La mula de la noria

Hace ya 17 años que publiqué “La hora íntima de Agustín Lara”, una aproximación autobiográfica sustentada en los mimbres del canasto del Flaco de Oro; ya allí mezclaba las niñerías de mis recuerdos con las canciones y las anécdotas del sedicente tlacotalpeño y me iba con él al improbable más allá en donde sólo se disfrutan los placeres del tlalocan y persiste el deseo. No he tenido la determinación para hacer un ensayo en que demuestre mi convicción de lo fuerte y verdadera que me parece su obra y del lugar tan importante que ocupa en el arte mexicano del Siglo XX; lo más seguro es que no pueda hacerlo porque hay cosas que uno no puede hacer y cosas que no quiere, aunque pueda.

Pues esta vez vuelve a aparecer Lara tocando un piano de fondo y componiendo a contrapelo de la voluntad. ¿Por qué no sale y se mezcla con los demás en lugar de estar mandando ese mensaje obstinado de que quiere estar con ellos, pero antes que salir se detiene en el umbral de la creación? No sé por qué; yo lo veo, me conduelo, cuánto lo comprendo, y me doy la vuelta para ir por mi propio camino a buscar mi poema, ese que se hace como se hacían las casas antes de la era del ladrillo y las piezas de hormigón preconstruido, con toda clase de materiales: piedras, cascotes, vigas, huesos, lodo, conchitas del mar.

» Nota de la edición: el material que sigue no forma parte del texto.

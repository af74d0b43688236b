use serde::{Deserialize, Serialize};
use sqlx::prelude::FromRow;

#[derive(FromRow, Debug, Clone, Serialize, Deserialize)]
pub struct Author {
    pub id: i32,
    pub name: String,
}

#[derive(Debug, Clone, Deserialize)]
pub struct NewAuthor {
    pub name: String,
}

Para nosotros, al otro lado del Atlántico, una noria es un mecanismo que gira, impulsado por una fuerza, generalmente animal, en torno a un eje vertical fijo en la tierra y cuya función es mantener en movimiento un sistema de engranes que sirve para sacar agua de un depósito subterráneo; acá una noria es un sistema de canastos que giran sobre un eje horizontal sostenido con caballetes al piso con objeto de llevar paseantes al punto más alto de su trayectoria y devolverlos a la dura realidad de la tierra; vaya, lo que nosotros llamamos una rueda de la fortuna. ¡Lo que va de una herramienta de supervivencia a un artilugio de feria!

Viene a cuento el tema de la noria por aquello de que como la mula de la noria uno vuelve una y otra vez sobre sus mismas pisadas con el único objeto de seguirle sacando agua a la tierra, aunque no siempre sepa para qué.

AMANECE NEVANDO

Agustín Lara, desvelado, metido en su ámbito de composición y sus manías, escribiendo canciones como “La clave azul”, “Noche de ronda”, “Última carcajada de La Cumbancha” o “Arráncame la vida”, puras obras en las que no es más que un testigo taimado de los ruidos externos, tímido, apocado, está en su habitación ansiando participar de la vida, que para él está afuera, en la noche de los demás. Aunque haya detractores ciegos que sostengan que todas sus obras son plagiadas.

Amanece nevando y no parece ser nada especial, nieva
y todos tan tranquilos porque adentro de las casas está seguro el calor;
si tienes que salir a la calle te pones abrigo, bufanda, gorro y guantes y todo queda bajo control,
aunque te escurra el moquillo en la nariz,
y en tal temperatura pasa el día sin que acontezca nada destacado.
Excepto lo que ya todos sabemos: que en Irak no hay modo de resolver la agresiva presencia de los ejércitos gringos,
que en Afganistán no se solventará en décadas la destrucción que hicieron esos sátrapas,
que los fundamentalistas del Islam siguen atizando el fuego que atizan los fundamentalistas cristianos, y algunos otros temas semejantes
que abonan la construcción de otro siglo conflictivo.
Que no será el primero ni ha de ser el último con abominables ejemplos de lo que somos capaces de hacer.
Sí, todo eso ya se sabe, pero por afuera de mi balcón
van allá abajo impermeables y paraguas que yo estoy viendo
y aunque sean las doce de la noche de este sábado en Madrid
están empezando capítulos impredecibles de sus historias personales,
en las que no me puedo inmiscuir por más que quiera,
no me queda más remedio que meterme con las cosas generales,
que me importan menos, mucho menos, que la intimidad.